Depuis 1995, la plupart des mouvements sociaux sont soutenus par l'opinion publique, sans pour autant toujours obtenir gain de cause. Voici ce que les expériences passées peuvent dire de l'avenir de la contestation bretonne.

Atlantico : Retraites en 1995, CPE en 2005, Ecotaxe en 2013 : les mouvements d’opposition à ces mesures ont tous fait reculer le gouvernement en place. Certains de leurs éléments constitutifs peuvent-ils être rapprochés de ce qui se passe en Bretagne actuellement ? Les expériences passées laissent-elles entrevoir un mouvement des bonnets rouges qui soit durable et national ? Pourquoi ?

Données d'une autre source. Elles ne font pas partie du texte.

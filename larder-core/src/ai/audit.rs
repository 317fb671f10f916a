//! Append-only JSON-lines logs for requests, responses and generated images.

use std::fs::{self, OpenOptions};
use std::io::{self, Write};
use std::path::{Path, PathBuf};

use chrono::{DateTime, Utc};
use serde::de::DeserializeOwned;
use serde::{Deserialize, Serialize};
use serde_json::Value as JsonValue;

use super::types::{CompletionRequest, Usage};

/// One line of an audit log: the record plus the time it was written.
#[derive(Debug, Clone, Serialize, Deserialize)]
pub struct LogEntry<T> {
    pub recorded_at: DateTime<Utc>,
    #[serde(flatten)]
    pub record: T,
}

/// Outgoing request, written before the backend is called.
#[derive(Debug, Clone, PartialEq, Serialize, Deserialize)]
pub struct RequestRecord {
    pub backend: String,
    pub request: CompletionRequest,
}

/// Successful backend response, written before it is handed to the caller.
#[derive(Debug, Clone, PartialEq, Serialize, Deserialize)]
pub struct ResponseRecord {
    pub backend: String,
    pub model: String,
    /// Attempts it took to get this response.
    pub attempts: u32,
    /// Raw backend payload.
    pub payload: JsonValue,
}

impl ResponseRecord {
    /// Token usage reported by the backend, if any.
    pub fn usage(&self) -> Option<Usage> {
        self.payload
            .get("usage")
            .and_then(|usage| serde_json::from_value(usage.clone()).ok())
    }
}

/// Reference to a downloaded image asset.
#[derive(Debug, Clone, PartialEq, Serialize, Deserialize)]
pub struct ImageRecord {
    pub prompt: String,
    pub url: String,
    pub filename: String,
    /// Where the asset was saved; absent when the download failed.
    #[serde(default, skip_serializing_if = "Option::is_none")]
    pub path: Option<PathBuf>,
}

/// A JSON-lines file that is only ever appended to.
#[derive(Debug, Clone)]
pub struct AuditLog {
    path: PathBuf,
}

impl AuditLog {
    pub fn new(path: impl Into<PathBuf>) -> Self {
        Self { path: path.into() }
    }

    pub fn path(&self) -> &Path {
        &self.path
    }

    /// Append one record, stamped with the current time, as a single line.
    pub fn append<T: Serialize>(&self, record: &T) -> io::Result<()> {
        let entry = LogEntry {
            recorded_at: Utc::now(),
            record,
        };

        let mut line = serde_json::to_string(&entry)
            .map_err(|e| io::Error::new(io::ErrorKind::InvalidData, e))?;
        line.push('\n');

        if let Some(parent) = self.path.parent() {
            if !parent.as_os_str().is_empty() {
                fs::create_dir_all(parent)?;
            }
        }

        let mut file = OpenOptions::new()
            .create(true)
            .append(true)
            .open(&self.path)?;
        file.write_all(line.as_bytes())?;
        file.flush()
    }

    /// Read every entry back. A missing log has no entries.
    pub fn entries<T: DeserializeOwned>(&self) -> io::Result<Vec<LogEntry<T>>> {
        let content = match fs::read_to_string(&self.path) {
            Ok(content) => content,
            Err(e) if e.kind() == io::ErrorKind::NotFound => return Ok(Vec::new()),
            Err(e) => return Err(e),
        };

        content
            .lines()
            .filter(|line| !line.trim().is_empty())
            .map(|line| {
                serde_json::from_str(line).map_err(|e| io::Error::new(io::ErrorKind::InvalidData, e))
            })
            .collect()
    }
}

#[cfg(test)]
mod tests {
    use super::*;
    use serde_json::json;
    use tempfile::TempDir;

    #[test]
    fn test_append_writes_one_line_per_record() {
        let temp_dir = TempDir::new().unwrap();
        let log = AuditLog::new(temp_dir.path().join("logs/responses.jsonl"));

        for attempts in 1..=3 {
            log.append(&ResponseRecord {
                backend: "fake".to_string(),
                model: "gpt-4o-mini".to_string(),
                attempts,
                payload: json!({"choices": []}),
            })
            .unwrap();
        }

        let content = fs::read_to_string(log.path()).unwrap();
        assert_eq!(content.lines().count(), 3);

        let entries: Vec<LogEntry<ResponseRecord>> = log.entries().unwrap();
        let attempts: Vec<u32> = entries.iter().map(|e| e.record.attempts).collect();
        assert_eq!(attempts, vec![1, 2, 3]);
    }

    #[test]
    fn test_entries_are_flattened_with_timestamp() {
        let temp_dir = TempDir::new().unwrap();
        let log = AuditLog::new(temp_dir.path().join("images.jsonl"));
        log.append(&json!({"url": "https://example.test/a.png"}))
            .unwrap();

        let line = fs::read_to_string(log.path()).unwrap();
        let value: JsonValue = serde_json::from_str(line.trim()).unwrap();
        assert!(value.get("recorded_at").is_some());
        assert_eq!(value["url"], "https://example.test/a.png");
    }

    #[test]
    fn test_missing_log_is_empty() {
        let temp_dir = TempDir::new().unwrap();
        let log = AuditLog::new(temp_dir.path().join("requests.jsonl"));

        let entries: Vec<LogEntry<JsonValue>> = log.entries().unwrap();
        assert!(entries.is_empty());
    }

    #[test]
    fn test_response_usage() {
        let mut record = ResponseRecord {
            backend: "openai".to_string(),
            model: "gpt-4o-mini".to_string(),
            attempts: 1,
            payload: json!({"usage": {"prompt_tokens": 120, "completion_tokens": 80, "total_tokens": 200}}),
        };
        let usage = record.usage().unwrap();
        assert_eq!(usage.prompt_tokens, 120);
        assert_eq!(usage.total_tokens, 200);

        record.payload = json!({"choices": []});
        assert!(record.usage().is_none());
    }
}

Dominique Andolfatto : On peut bien sûr penser que l’histoire se répète. Personnellement, je ne le crois pas. Chacun de ces mouvements avaient (ou a) des spécificités, les revendications ne se recoupent pas vraiment (tour à tour la défense des régimes spéciaux de retraites en 1995, des mobilisations contre un SMIC jeune en 2005, une révolte principalement anti-fiscale aujourd’hui) et les publics mobilisés ne sont pas les mêmes : cheminots et, plus largement, agents du secteur public en 1995, jeunes en 2005 (là il y a bien une récurrence, toutefois, puisqu’un mouvement assez comparable avait eu lieu, déjà, en 1994 contre le CIP voulu par Edouard Balladur), salariés menacés dans leur emploi, socio-professionnels (artisans, commerçants, petits chefs d’entreprise…), agriculteurs ces derniers jours en Bretagne.

Pour autant, ce dernier mouvement n’est pas sans rappeler, dans un autre genre, celui des Lorrains en lutte pour sauver la sidérurgie dans les années 1979-1984, qui a connu un énième rebondissement, plus récemment, avec l’arrêt des hauts-fourneaux de Florange…

Souhaitez-vous que le CPE soit …

 Approuvez-vous la décision du Premier ministre, Dominique de Villepin de maintenir le CPE ?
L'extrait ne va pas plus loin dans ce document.